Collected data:
------------------------------------------------------------------------
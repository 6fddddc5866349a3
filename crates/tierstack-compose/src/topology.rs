//! Topologies: units, the bindings between them, and explicit ordering edges.

use serde::{Deserialize, Serialize};
use tierstack_common::error::Result;
use tierstack_common::types::UnitId;

use crate::graph::DependencyGraph;
use crate::unit::UnitDecl;

/// Wires a consumer unit's input to a producer unit's output.
#[derive(Debug, Clone, PartialEq, Eq, Serialize, Deserialize)]
pub struct Binding {
    /// Unit reading the value.
    pub consumer: UnitId,
    /// Input of the consumer.
    pub input: String,
    /// Unit exposing the value.
    pub producer: UnitId,
    /// Output of the producer.
    pub output: String,
}

/// An explicit "realize after" edge that exists independently of bindings.
#[derive(Debug, Clone, PartialEq, Eq, Serialize, Deserialize)]
pub struct OrderingEdge {
    /// Unit that must wait.
    pub dependent: UnitId,
    /// Unit that must be fully realized first.
    pub dependency: UnitId,
}

/// A composition of units.
///
/// Units are kept in declaration order; a unit may only read units declared
/// before it. The realization order is derived from bindings and explicit
/// edges, never from declaration order alone.
#[derive(Debug, Clone, Default, PartialEq, Eq, Serialize, Deserialize)]
pub struct Topology {
    units: Vec<UnitDecl>,
    bindings: Vec<Binding>,
    edges: Vec<OrderingEdge>,
}

impl Topology {
    /// Creates an empty topology.
    #[must_use]
    pub fn new() -> Self {
        Self::default()
    }

    /// Adds a unit.
    #[must_use]
    pub fn with_unit(mut self, unit: UnitDecl) -> Self {
        self.units.push(unit);
        self
    }

    /// Binds `consumer.input` to `producer.output`.
    #[must_use]
    pub fn bind(mut self, consumer: &str, input: &str, producer: &str, output: &str) -> Self {
        self.bindings.push(Binding {
            consumer: UnitId::new(consumer),
            input: input.to_string(),
            producer: UnitId::new(producer),
            output: output.to_string(),
        });
        self
    }

    /// Requires `dependency` to be fully realized before `dependent` starts.
    #[must_use]
    pub fn after(mut self, dependent: &str, dependency: &str) -> Self {
        self.edges.push(OrderingEdge {
            dependent: UnitId::new(dependent),
            dependency: UnitId::new(dependency),
        });
        self
    }

    /// Units in declaration order.
    #[must_use]
    pub fn units(&self) -> &[UnitDecl] {
        &self.units
    }

    /// All bindings.
    #[must_use]
    pub fn bindings(&self) -> &[Binding] {
        &self.bindings
    }

    /// All explicit ordering edges.
    #[must_use]
    pub fn edges(&self) -> &[OrderingEdge] {
        &self.edges
    }

    /// Looks up a unit by identifier.
    #[must_use]
    pub fn unit(&self, id: &str) -> Option<&UnitDecl> {
        self.units.iter().find(|u| u.id().as_str() == id)
    }

    /// Position of a unit in declaration order.
    #[must_use]
    pub fn position(&self, id: &UnitId) -> Option<usize> {
        self.units.iter().position(|u| u.id() == id)
    }

    /// Bindings feeding `consumer`'s inputs.
    pub fn bindings_for<'a>(&'a self, consumer: &'a UnitId) -> impl Iterator<Item = &'a Binding> {
        self.bindings.iter().filter(move |b| &b.consumer == consumer)
    }

    /// Units `unit` depends on, through bindings or explicit edges.
    #[must_use]
    pub fn dependencies_of(&self, unit: &UnitId) -> Vec<UnitId> {
        let mut deps: Vec<UnitId> = self
            .bindings_for(unit)
            .map(|b| b.producer.clone())
            .chain(
                self.edges
                    .iter()
                    .filter(|e| &e.dependent == unit)
                    .map(|e| e.dependency.clone()),
            )
            .collect();
        deps.sort();
        deps.dedup();
        deps
    }

    /// Units depending on `unit`, through bindings or explicit edges.
    #[must_use]
    pub fn dependents_of(&self, unit: &UnitId) -> Vec<UnitId> {
        let mut deps: Vec<UnitId> = self
            .bindings
            .iter()
            .filter(|b| &b.producer == unit)
            .map(|b| b.consumer.clone())
            .chain(
                self.edges
                    .iter()
                    .filter(|e| &e.dependency == unit)
                    .map(|e| e.dependent.clone()),
            )
            .collect();
        deps.sort();
        deps.dedup();
        deps
    }

    /// Builds the unit-level dependency graph.
    #[must_use]
    pub fn unit_graph(&self) -> DependencyGraph {
        let mut graph = DependencyGraph::new("composition");
        for unit in &self.units {
            let _ = graph.add_node(unit.id().as_str());
        }
        for b in &self.bindings {
            graph.add_dependency(b.consumer.as_str(), b.producer.as_str());
        }
        for e in &self.edges {
            graph.add_dependency(e.dependent.as_str(), e.dependency.as_str());
        }
        graph
    }

    /// Realization order, dependencies first.
    ///
    /// # Errors
    ///
    /// Returns [`CyclicDependency`](tierstack_common::error::TierstackError::CyclicDependency)
    /// when bindings and edges form a cycle.
    pub fn realization_order(&self) -> Result<Vec<UnitId>> {
        Ok(self
            .unit_graph()
            .resolve_order()?
            .into_iter()
            .map(UnitId::new)
            .collect())
    }
}

#[cfg(test)]
mod tests {
    use super::*;

    fn chain() -> Topology {
        Topology::new()
            .with_unit(UnitDecl::new("a").output("x", crate::reference::Value::literal("1")))
            .with_unit(UnitDecl::new("b").input("x"))
            .with_unit(UnitDecl::new("c"))
            .bind("b", "x", "a", "x")
            .after("c", "b")
    }

    #[test]
    fn order_follows_bindings_and_edges() {
        let order = chain().realization_order().expect("should order");
        let ids: Vec<&str> = order.iter().map(UnitId::as_str).collect();
        assert_eq!(ids, vec!["a", "b", "c"]);
    }

    #[test]
    fn dependency_queries() {
        let topo = chain();
        assert_eq!(topo.dependencies_of(&UnitId::new("b")), vec![UnitId::new("a")]);
        assert_eq!(topo.dependencies_of(&UnitId::new("c")), vec![UnitId::new("b")]);
        assert!(topo.dependencies_of(&UnitId::new("a")).is_empty());
        assert_eq!(topo.dependents_of(&UnitId::new("a")), vec![UnitId::new("b")]);
        assert!(topo.dependents_of(&UnitId::new("c")).is_empty());
    }

    #[test]
    fn bound_and_explicit_edges_to_same_unit_collapse() {
        let topo = chain().after("b", "a");
        assert_eq!(topo.dependencies_of(&UnitId::new("b")), vec![UnitId::new("a")]);
    }

    #[test]
    fn cross_unit_cycle_is_rejected() {
        let topo = chain().after("a", "c");
        let err = topo.realization_order().unwrap_err();
        assert!(err.to_string().contains("composition"), "got: {err}");
    }

    #[test]
    fn unit_lookup_and_position() {
        let topo = chain();
        assert!(topo.unit("b").is_some());
        assert!(topo.unit("z").is_none());
        assert_eq!(topo.position(&UnitId::new("c")), Some(2));
    }
}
------------------------------------------------------------------------
PROBLEM DETAILS: Copy each entry above exactly, character for character.

RESULT:
repository 6fddddc5866349a3
filename crates/tierstack-compose/src/topology.rs
//! Topologies: units, the bindings between them, and explicit ordering edges.

use serde::{Deserialize, Serialize};
use tierstack_common::error::Result;
use tierstack_common::types::UnitId;

use crate::graph::DependencyGraph;
use crate::unit::UnitDecl;

/// Wires a consumer unit's input to a producer unit's output.
#[derive(Debug, Clone, PartialEq, Eq, Serialize, Deserialize)]
pub struct Binding {
    /// Unit reading the value.
    pub consumer: UnitId,
    /// Input of the consumer.
    pub input: String,
    /// Unit exposing the value.
    pub producer: UnitId,
    /// Output of the producer.
    pub output: String,
}

/// An explicit "realize after" edge that exists independently of bindings.
#[derive(Debug, Clone, PartialEq, Eq, Serialize, Deserialize)]
pub struct OrderingEdge {
    /// Unit that must wait.
    pub dependent: UnitId,
    /// Unit that must be fully realized first.
    pub dependency: UnitId,
}

/// A composition of units.
///
/// Units are kept in declaration order; a unit may only read units declared
/// before it. The realization order is derived from bindings and explicit
/// edges, never from declaration order alone.
#[derive(Debug, Clone, Default, PartialEq, Eq, Serialize, Deserialize)]
pub struct Topology {
    units: Vec<UnitDecl>,
    bindings: Vec<Binding>,
    edges: Vec<OrderingEdge>,
}

impl Topology {
    /// Creates an empty topology.
    #[must_use]
    pub fn new() -> Self {
        Self::default()
    }

    /// Adds a unit.
    #[must_use]
    pub fn with_unit(mut self, unit: UnitDecl) -> Self {
        self.units.push(unit);
        self
    }

    /// Binds `consumer.input` to `producer.output`.
    #[must_use]
    pub fn bind(mut self, consumer: &str, input: &str, producer: &str, output: &str) -> Self {
        self.bindings.push(Binding {
            consumer: UnitId::new(consumer),
            input: input.to_string(),
            producer: UnitId::new(producer),
            output: output.to_string(),
        });
        self
    }

    /// Requires `dependency` to be fully realized before `dependent` starts.
    #[must_use]
    pub fn after(mut self, dependent: &str, dependency: &str) -> Self {
        self.edges.push(OrderingEdge {
            dependent: UnitId::new(dependent),
            dependency: UnitId::new(dependency),
        });
        self
    }

    /// Units in declaration order.
    #[must_use]
    pub fn units(&self) -> &[UnitDecl] {
        &self.units
    }

    /// All bindings.
    #[must_use]
    pub fn bindings(&self) -> &[Binding] {
        &self.bindings
    }

    /// All explicit ordering edges.
    #[must_use]
    pub fn edges(&self) -> &[OrderingEdge] {
        &self.edges
    }

    /// Looks up a unit by identifier.
    #[must_use]
    pub fn unit(&self, id: &str) -> Option<&UnitDecl> {
        self.units.iter().find(|u| u.id().as_str() == id)
    }

    /// Position of a unit in declaration order.
    #[must_use]
    pub fn position(&self, id: &UnitId) -> Option<usize> {
        self.units.iter().position(|u| u.id() == id)
    }

    /// Bindings feeding `consumer`'s inputs.
    pub fn bindings_for<'a>(&'a self, consumer: &'a UnitId) -> impl Iterator<Item = &'a Binding> {
        self.bindings.iter().filter(move |b| &b.consumer == consumer)
    }

    /// Units `unit` depends on, through bindings or explicit edges.
    #[must_use]
    pub fn dependencies_of(&self, unit: &UnitId) -> Vec<UnitId> {
        let mut deps: Vec<UnitId> = self
            .bindings_for(unit)
            .map(|b| b.producer.clone())
            .chain(
                self.edges
                    .iter()
                    .filter(|e| &e.dependent == unit)
                    .map(|e| e.dependency.clone()),
            )
            .collect();
        deps.sort();
        deps.dedup();
        deps
    }

    /// Units depending on `unit`, through bindings or explicit edges.
    #[must_use]
    pub fn dependents_of(&self, unit: &UnitId) -> Vec<UnitId> {
        let mut deps: Vec<UnitId> = self
            .bindings
            .iter()
            .filter(|b| &b.producer == unit)
            .map(|b| b.consumer.clone())
            .chain(
                self.edges
                    .iter()
                    .filter(|e| &e.dependency == unit)
                    .map(|e| e.dependent.clone()),
            )
            .collect();
        deps.sort();
        deps.dedup();
        deps
    }

    /// Builds the unit-level dependency graph.
    #[must_use]
    pub fn unit_graph(&self) -> DependencyGraph {
        let mut graph = DependencyGraph::new("composition");
        for unit in &self.units {
            let _ = graph.add_node(unit.id().as_str());
        }
        for b in &self.bindings {
            graph.add_dependency(b.consumer.as_str(), b.producer.as_str());
        }
        for e in &self.edges {
            graph.add_dependency(e.dependent.as_str(), e.dependency.as_str());
        }
        graph
    }

    /// Realization order, dependencies first.
    ///
    /// # Errors
    ///
    /// Returns [`CyclicDependency`](tierstack_common::error::TierstackError::CyclicDependency)
    /// when bindings and edges form a cycle.
    pub fn realization_order(&self) -> Result<Vec<UnitId>> {
        Ok(self
            .unit_graph()
            .resolve_order()?
            .into_iter()
            .map(UnitId::new)
            .collect())
    }
}

#[cfg(test)]
mod tests {
    use super::*;

    fn chain() -> Topology {
        Topology::new()
            .with_unit(UnitDecl::new("a").output("x", crate::reference::Value::literal("1")))
            .with_unit(UnitDecl::new("b").input("x"))
            .with_unit(UnitDecl::new("c"))
            .bind("b", "x", "a", "x")
            .after("c", "b")
    }

    #[test]
    fn order_follows_bindings_and_edges() {
        let order = chain().realization_order().expect("should order");
        let ids: Vec<&str> = order.iter().map(UnitId::as_str).collect();
        assert_eq!(ids, vec!["a", "b", "c"]);
    }

    #[test]
    fn dependency_queries() {
        let topo = chain();
        assert_eq!(topo.dependencies_of(&UnitId::new("b")), vec![UnitId::new("a")]);
        assert_eq!(topo.dependencies_of(&UnitId::new("c")), vec![UnitId::new("b")]);
        assert!(topo.dependencies_of(&UnitId::new("a")).is_empty());
        assert_eq!(topo.dependents_of(&UnitId::new("a")), vec![UnitId::new("b")]);
        assert!(topo.dependents_of(&UnitId::new("c")).is_empty());
    }

    #[test]
    fn bound_and_explicit_edges_to_same_unit_collapse() {
        let topo = chain().after("b", "a");
        assert_eq!(topo.dependencies_of(&UnitId::new("b")), vec![UnitId::new("a")]);
    }

    #[test]
    fn cross_unit_cycle_is_rejected() {
        let topo = chain().after("a", "c");
        let err = topo.realization_order().unwrap_err();
        assert!(err.to_string().contains("composition"), "got: {err}");
    }

    #[test]
    fn unit_lookup_and_position() {
        let topo = chain();
        assert!(topo.unit("b").is_some());
        assert!(topo.unit("z").is_none());
        assert_eq!(topo.position(&UnitId::new("c")), Some(2));
    }
}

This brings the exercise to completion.